**Data**
-- Opening Marker --
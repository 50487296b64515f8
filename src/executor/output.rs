//! Dual-mode sink for subprocess output.

use std::io::{self, Write};

/// A writer that either forwards subprocess output verbatim or buffers it
/// line-by-line while emitting a fixed progress marker per chunk.
///
/// Capture mode keeps the operator's terminal readable during noisy
/// commands (one `.` per line of output) while preserving the full text for
/// later inspection by a suppression predicate. One capture serves exactly
/// one in-flight command; there is no internal synchronization.
pub struct OutputCapture<W: Write> {
    delegate: W,
    passthrough: bool,
    lines: Vec<String>,
}

/// The heartbeat character written to the destination per captured chunk.
const PROGRESS_MARKER: &[u8] = b".";

impl<W: Write> OutputCapture<W> {
    /// Forward every chunk verbatim to `delegate`.
    pub fn passthrough(delegate: W) -> Self {
        Self {
            delegate,
            passthrough: true,
            lines: Vec::new(),
        }
    }

    /// Buffer chunks as text lines, writing only the progress marker to
    /// `delegate`.
    pub fn capture(delegate: W) -> Self {
        Self {
            delegate,
            passthrough: false,
            lines: Vec::new(),
        }
    }

    /// The captured text: all buffered chunks concatenated in arrival order.
    ///
    /// Empty in passthrough mode, or when the command never produced output.
    pub fn format(&self) -> String {
        self.lines.concat()
    }

    /// Consume the capture, returning the captured text.
    pub fn finish(self) -> String {
        self.format()
    }
}

impl<W: Write> Write for OutputCapture<W> {
    fn write(&mut self, buf: &[u8]) -> io::Result<usize> {
        if self.passthrough {
            return self.delegate.write(buf);
        }

        self.lines.push(String::from_utf8_lossy(buf).into_owned());
        // A marker-write failure must surface: the attempt is aborted rather
        // than silently running without a heartbeat.
        self.delegate.write_all(PROGRESS_MARKER)?;
        Ok(buf.len())
    }

    fn flush(&mut self) -> io::Result<()> {
        self.delegate.flush()
    }
}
-- Closing Marker --
**What the task asks**
State how many lines in the material contain "String", giving nothing besides the count.

**The answer**
4